Deucrava (Deucravacitinib) 6 mg is indicated for the treatment of moderate to severe plaque psoriasis in adult patients who are candidates for systemic therapy or phototherapy.

2. Pharmacology:

Deucrava (Deucravacitinib) 6 mg exerts its pharmacological effects by selectively inhibiting Janus kinases (JAKs), particularly JAK1, JAK2, and Tyrosine kinase 2 (TYK2). By blocking these enzymes, Deucrava interferes with the signaling pathways involved in the immune response, thereby reducing inflammation and slowing down the abnormal cell growth associated with psoriasis.

3. Dosage and Administration:

The recommended dosage of Deucrava (Deucravacitinib) 6 mg is one tablet taken orally once daily, with or without food. Treatment should be continued as long as the patient experiences clinical benefit and tolerates the medication well. Dose adjustments or discontinuation may be necessary based on individual patient response and tolerability.

4. Interaction:

Deucrava (Deucravacitinib) 6 mg may interact with other medications, including:

• Strong CYP3A4 inhibitors or inducers: Co-administration with drugs that affect CYP3A4 metabolism may alter the plasma concentration of Deucrava.
• Live vaccines: Concomitant use of live vaccines with Deucrava may result in reduced vaccine efficacy.

Patients should inform their healthcare provider about all medications they are taking, including prescription, over-the-counter, and herbal products, to avoid potential interactions.

5. Side Effects:

Common side effects associated with Deucrava (Deucravacitinib) 6 mg may include:

• Upper respiratory tract infections
• Headache
• Diarrhea
• Nausea
• Elevated liver enzymes
• Fatigue

Patients should report any persistent or severe side effects to their healthcare provider for further evaluation and management.
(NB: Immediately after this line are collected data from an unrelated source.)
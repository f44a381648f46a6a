//! Default values for every configuration setting.

use super::file::config_directory;
use super::settings::*;
use crate::animation::{DEFAULT_BASE_INTERVAL, DEFAULT_SPEED, MAX_SPEED, MIN_SPEED};
use crate::cache::{CacheConfig, RepairPolicy, DEFAULT_CANONICAL_SIZE, DEFAULT_MEMORY_SIZE};
use crate::fetch::{DEFAULT_TIMEOUT_SECS, DEFAULT_USER_AGENT};
use crate::provider::{MapType, DEFAULT_HOST};
use std::path::PathBuf;

/// Default log file name.
pub const DEFAULT_LOG_FILE: &str = "geoloop.log";

/// Default coarsest zoom level.
pub const DEFAULT_MIN_ZOOM: u8 = 1;

/// Default finest zoom level.
pub const DEFAULT_MAX_ZOOM: u8 = 19;

/// Default disk store location (`<platform cache dir>/geoloop`).
pub fn default_cache_directory() -> PathBuf {
    CacheConfig::default().cache_dir
}

/// Default log directory (`~/.geoloop/logs`).
pub fn default_log_directory() -> PathBuf {
    config_directory().join("logs")
}

/// Clamps a configured speed to the dial range, warning when it changes.
pub(super) fn clamp_default_speed(value: u64) -> u8 {
    if value < MIN_SPEED as u64 {
        tracing::warn!(
            requested = value,
            min = MIN_SPEED,
            "default_speed below minimum, clamping to {}",
            MIN_SPEED
        );
        MIN_SPEED
    } else if value > MAX_SPEED as u64 {
        tracing::warn!(
            requested = value,
            max = MAX_SPEED,
            "default_speed above maximum, clamping to {}",
            MAX_SPEED
        );
        MAX_SPEED
    } else {
        value as u8
    }
}

impl Default for ConfigFile {
    fn default() -> Self {
        Self {
            cache: CacheSettings {
                directory: default_cache_directory(),
                memory_size: DEFAULT_MEMORY_SIZE,
                repair: RepairPolicy::default(),
                canonical_size: DEFAULT_CANONICAL_SIZE,
            },
            fetch: FetchSettings {
                timeout: DEFAULT_TIMEOUT_SECS,
                user_agent: DEFAULT_USER_AGENT.to_string(),
            },
            tiles: TileSettings {
                host: DEFAULT_HOST.to_string(),
                map_type: MapType::default(),
                min_zoom: DEFAULT_MIN_ZOOM,
                max_zoom: DEFAULT_MAX_ZOOM,
            },
            animation: AnimationSettings {
                base_interval_ms: DEFAULT_BASE_INTERVAL.as_millis() as u64,
                default_speed: DEFAULT_SPEED,
            },
            logging: LoggingSettings {
                directory: default_log_directory(),
                file: DEFAULT_LOG_FILE.to_string(),
            },
        }
    }
}

#[cfg(test)]
mod tests {
    use super::*;

    #[test]
    fn test_clamp_default_speed() {
        assert_eq!(clamp_default_speed(0), 1);
        assert_eq!(clamp_default_speed(75), 75);
        assert_eq!(clamp_default_speed(1000), 100);
    }

    #[test]
    fn test_default_log_directory_is_under_config_directory() {
        assert!(default_log_directory().starts_with(config_directory()));
    }
}
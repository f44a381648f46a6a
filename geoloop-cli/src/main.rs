//! geoloop CLI - Command-line interface
//!
//! Drives the geoloop overlay cache and animation engine: resolve views to
//! tiles, fetch overlays into the cache, play animation loops and export KML.

mod commands;
mod error;
mod runner;

use clap::{Parser, Subcommand};
use std::path::PathBuf;

use commands::config::ConfigCommands;
use commands::fetch::FetchArgs;
use commands::kml::KmlArgs;
use commands::play::PlayArgs;
use commands::purge::PurgeArgs;
use commands::resolve::ResolveArgs;

#[derive(Parser)]
#[command(name = "geoloop")]
#[command(version = geoloop::VERSION)]
#[command(about = "Cache ground overlays and play them as time loops", long_about = None)]
struct Cli {
    /// Config file to use instead of ~/.geoloop/config.ini
    #[arg(long, global = true)]
    config: Option<PathBuf>,

    #[command(subcommand)]
    command: Commands,
}

#[derive(Subcommand)]
enum Commands {
    /// Show which tile a view state resolves to
    Resolve(ResolveArgs),

    /// Fetch one overlay into the tile cache
    Fetch(FetchArgs),

    /// Play overlays as an animation loop
    Play(PlayArgs),

    /// Export overlays as a KML document
    Kml(KmlArgs),

    /// Remove cached overlay files
    Purge(PurgeArgs),

    /// Manage the configuration file
    Config {
        #[command(subcommand)]
        command: ConfigCommands,
    },
}

fn main() {
    let cli = Cli::parse();
    let config_path = cli.config.as_deref();

    let result = match cli.command {
        Commands::Resolve(args) => commands::resolve::run(args, config_path),
        Commands::Fetch(args) => commands::fetch::run(args, config_path),
        Commands::Play(args) => commands::play::run(args, config_path),
        Commands::Kml(args) => commands::kml::run(args, config_path),
        Commands::Purge(args) => commands::purge::run(args, config_path),
        Commands::Config { command } => commands::config::run(command, config_path),
    };

    if let Err(e) = result {
        e.exit();
    }
}
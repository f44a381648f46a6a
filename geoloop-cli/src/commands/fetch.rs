//! Fetch command - bring one overlay into the tile cache.

use clap::Args;
use geoloop::cache::AsyncFetch;
use geoloop::coord::Sector;
use geoloop::overlay::{CacheKey, OverlayEntry};
use geoloop::provider::{MapType, DEFAULT_LAYER_GROUP};
use std::path::Path;
use std::sync::Arc;
use std::time::Instant;

use super::common::{overlay_name, parse_bounds, source_ref};
use super::resolve::server_for;
use crate::error::CliError;
use crate::runner::CliRunner;

/// Arguments for the fetch command.
///
/// Either `--source` with `--bounds`, or `--lat`/`--lon` to fetch the tile
/// under a view.
#[derive(Debug, Args)]
pub struct FetchArgs {
    /// Overlay image URL or local file
    #[arg(long, requires = "bounds", conflicts_with_all = ["lat", "lon"])]
    pub source: Option<String>,

    /// Overlay bounds as south,north,west,east in decimal degrees
    #[arg(long, value_parser = parse_bounds, allow_hyphen_values = true)]
    pub bounds: Option<Sector>,

    /// Layer group the overlay belongs to
    #[arg(long)]
    pub group: Option<String>,

    /// Eye latitude of the view in decimal degrees
    #[arg(long, allow_hyphen_values = true, requires = "lon", required_unless_present = "source")]
    pub lat: Option<f64>,

    /// Eye longitude of the view in decimal degrees
    #[arg(long, allow_hyphen_values = true, requires = "lat")]
    pub lon: Option<f64>,

    /// Angular extent of the view in degrees
    #[arg(long, default_value_t = 10.0)]
    pub extent: f64,

    /// Map type (hybrid, aerial, road); defaults to [tiles] map_type
    #[arg(long)]
    pub map_type: Option<MapType>,

    /// Fetch on a background worker and wait for it
    #[arg(long)]
    pub background: bool,
}

/// Run the fetch command.
pub fn run(args: FetchArgs, config_path: Option<&Path>) -> Result<(), CliError> {
    let runner = CliRunner::new(config_path)?;
    runner.log_startup("fetch");

    let entry = Arc::new(build_entry(&args, &runner)?);
    let cache = runner.open_cache()?;

    println!("Fetching overlay:");
    println!("  Key:    {}", entry.cache_key());
    println!("  Source: {}", entry.origin());
    println!();

    let start = Instant::now();
    if args.background {
        match cache.asynchronous_fetch(Arc::clone(&entry))? {
            AsyncFetch::Started(handle) => {
                let outcome = handle.join().map_err(|_| {
                    CliError::InvalidArgument("fetch worker panicked".to_string())
                })?;
                outcome?;
            }
            AsyncFetch::Coalesced => println!("Another fetch of this key is in flight"),
            AsyncFetch::Cached => println!("Already stored on disk"),
        }
    }

    let image = cache.try_get(&entry)?;
    
    println!("Stored:    {}", cache.path_for(&entry).display());
    println!("Image:     {}x{} pixels", image.width(), image.height());
    println!("Elapsed:   {:.2}s", start.elapsed().as_secs_f64());
    println!();
    print!(
        "{}",
        cache
            .statistics()
            .format(&cache.cache_dir().display().to_string())
    );

    Ok(())
}

fn build_entry(args: &FetchArgs, runner: &CliRunner) -> Result<OverlayEntry, CliError> {
    if let Some(value) = &args.source {
        let bounds = args.bounds.ok_or_else(|| {
            CliError::InvalidArgument("--source requires --bounds".to_string())
        })?;
        let source = source_ref(value);
        let group = args.group.as_deref().unwrap_or("Overlays");
        return Ok(OverlayEntry::from_source(
            &CacheKey::group_prefix(group),
            overlay_name(&source, 0),
            bounds,
            source,
        ));
    }

    match (args.lat, args.lon) {
        (Some(lat), Some(lon)) => {
            let server = server_for(runner, args.map_type)?;
            let group = args.group.as_deref().unwrap_or(DEFAULT_LAYER_GROUP);
            Ok(server.overlay_for_view(lat, lon, args.extent, group)?)
        }
        _ => Err(CliError::InvalidArgument(
            "either --source with --bounds or --lat with --lon is required".to_string(),
        )),
    }
}
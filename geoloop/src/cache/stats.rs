//! Cache statistics tracking and reporting.

use std::time::Instant;

/// Tile cache statistics for monitoring and debugging.
#[derive(Debug, Clone)]
pub struct CacheStats {
    // Memory layer
    pub memory_hits: u64,
    pub memory_misses: u64,
    pub memory_size_bytes: usize,
    pub memory_entry_count: usize,
    pub memory_evictions: u64,

    // Disk store
    pub disk_hits: u64,
    pub disk_misses: u64,
    pub disk_writes: u64,
    pub disk_write_failures: u64,

    // Network
    pub downloads: u64,
    pub download_failures: u64,
    pub bytes_downloaded: u64,
    pub coalesced_requests: u64,

    // Image repair
    pub repairs: u64,
    pub repair_failures: u64,

    pub created_at: Instant,
}

impl Default for CacheStats {
    fn default() -> Self {
        Self::new()
    }
}

impl CacheStats {
    pub fn new() -> Self {
        Self {
            memory_hits: 0,
            memory_misses: 0,
            memory_size_bytes: 0,
            memory_entry_count: 0,
            memory_evictions: 0,
            disk_hits: 0,
            disk_misses: 0,
            disk_writes: 0,
            disk_write_failures: 0,
            downloads: 0,
            download_failures: 0,
            bytes_downloaded: 0,
            coalesced_requests: 0,
            repairs: 0,
            repair_failures: 0,
            created_at: Instant::now(),
        }
    }

    /// Share of memory lookups that found a decoded image.
    pub fn memory_hit_rate(&self) -> f64 {
        ratio(self.memory_hits, self.memory_hits + self.memory_misses)
    }

    /// Share of disk lookups that found a stored file.
    pub fn disk_hit_rate(&self) -> f64 {
        ratio(self.disk_hits, self.disk_hits + self.disk_misses)
    }

    /// Share of lookups served without the network.
    ///
    /// A disk miss is the only outcome that reaches the network.
    pub fn overall_hit_rate(&self) -> f64 {
        let local = self.memory_hits + self.disk_hits;
        ratio(local, local + self.disk_misses)
    }

    pub fn uptime(&self) -> std::time::Duration {
        self.created_at.elapsed()
    }

    pub fn record_memory_hit(&mut self) {
        self.memory_hits += 1;
    }

    pub fn record_memory_miss(&mut self) {
        self.memory_misses += 1;
    }

    pub fn record_memory_eviction(&mut self, count: u64) {
        self.memory_evictions += count;
    }

    pub fn record_disk_hit(&mut self) {
        self.disk_hits += 1;
    }

    pub fn record_disk_miss(&mut self) {
        self.disk_misses += 1;
    }

    pub fn record_disk_write(&mut self) {
        self.disk_writes += 1;
    }

    pub fn record_disk_write_failure(&mut self) {
        self.disk_write_failures += 1;
    }

    pub fn record_download(&mut self, bytes: u64) {
        self.downloads += 1;
        self.bytes_downloaded += bytes;
    }

    pub fn record_download_failure(&mut self) {
        self.download_failures += 1;
    }

    pub fn record_coalesced(&mut self) {
        self.coalesced_requests += 1;
    }

    pub fn record_repair(&mut self) {
        self.repairs += 1;
    }

    pub fn record_repair_failure(&mut self) {
        self.repair_failures += 1;
    }

    pub fn update_memory_size(&mut self, size_bytes: usize, entry_count: usize) {
        self.memory_size_bytes = size_bytes;
        self.memory_entry_count = entry_count;
    }
}

fn ratio(part: u64, total: u64) -> f64 {
    if total == 0 {
        0.0
    } else {
        part as f64 / total as f64
    }
}

fn megabytes(bytes: u64) -> f64 {
    bytes as f64 / (1024.0 * 1024.0)
}

/// Snapshot of cache statistics for reporting.
#[derive(Debug, Clone)]
pub struct CacheStatistics {
    pub stats: CacheStats,
    pub memory_hit_rate_percent: f64,
    pub disk_hit_rate_percent: f64,
    pub overall_hit_rate_percent: f64,
    pub uptime_secs: u64,
}

impl CacheStatistics {
    pub fn from_stats(stats: &CacheStats) -> Self {
        Self {
            stats: stats.clone(),
            memory_hit_rate_percent: stats.memory_hit_rate() * 100.0,
            disk_hit_rate_percent: stats.disk_hit_rate() * 100.0,
            overall_hit_rate_percent: stats.overall_hit_rate() * 100.0,
            uptime_secs: stats.uptime().as_secs(),
        }
    }

    /// Format statistics as a human-readable report.
    pub fn format(&self, cache_dir: &str) -> String {
        let stats = &self.stats;

        format!(
            r#"Overlay Cache Statistics
Directory: {}

MEMORY
  Entries:     {}
  Size:        {:.2} MB
  Hits:        {}
  Misses:      {}
  Hit Rate:    {:.1}%
  Evictions:   {}

DISK
  Hits:        {}
  Misses:      {}
  Hit Rate:    {:.1}%
  Writes:      {}
  Failures:    {}

DOWNLOADS
  Total:       {}
  Failures:    {}
  Coalesced:   {}
  Bytes:       {:.2} MB

REPAIRS
  Total:       {}
  Failures:    {}

OVERALL
  Hit Rate:    {:.1}%
  Uptime:      {}s
"#,
            cache_dir,
            stats.memory_entry_count,
            megabytes(stats.memory_size_bytes as u64),
            stats.memory_hits,
            stats.memory_misses,
            self.memory_hit_rate_percent,
            stats.memory_evictions,
            stats.disk_hits,
            stats.disk_misses,
            self.disk_hit_rate_percent,
            stats.disk_writes,
            stats.disk_write_failures,
            stats.downloads,
            stats.download_failures,
            stats.coalesced_requests,
            megabytes(stats.bytes_downloaded),
            stats.repairs,
            stats.repair_failures,
            self.overall_hit_rate_percent,
            self.uptime_secs,
        )
    }
}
6. Precautions and Warnings:

Before using Deucrava (Deucravacitinib) 6 mg, patients should be aware of the following precautions:

• Deucrava may increase the risk of serious infections, including tuberculosis and opportunistic infections. Patients should be monitored for signs of infection during treatment.
• Patients with a history of liver disease or elevated liver enzymes may be at increased risk of hepatotoxicity with Deucrava. Liver function tests should be performed before starting treatment and periodically thereafter.
• Deucrava may increase the risk of malignancies, including lymphoma and skin cancer. Patients should undergo regular skin examinations and be monitored for signs of malignancy during treatment.

7. Overdose Effects:

In case of overdose with Deucrava (Deucravacitinib) 6 mg, supportive care should be initiated, and symptomatic treatment may be administered as necessary. There is no specific antidote for Deucrava overdose, and patients should seek immediate medical attention if overdose is suspected.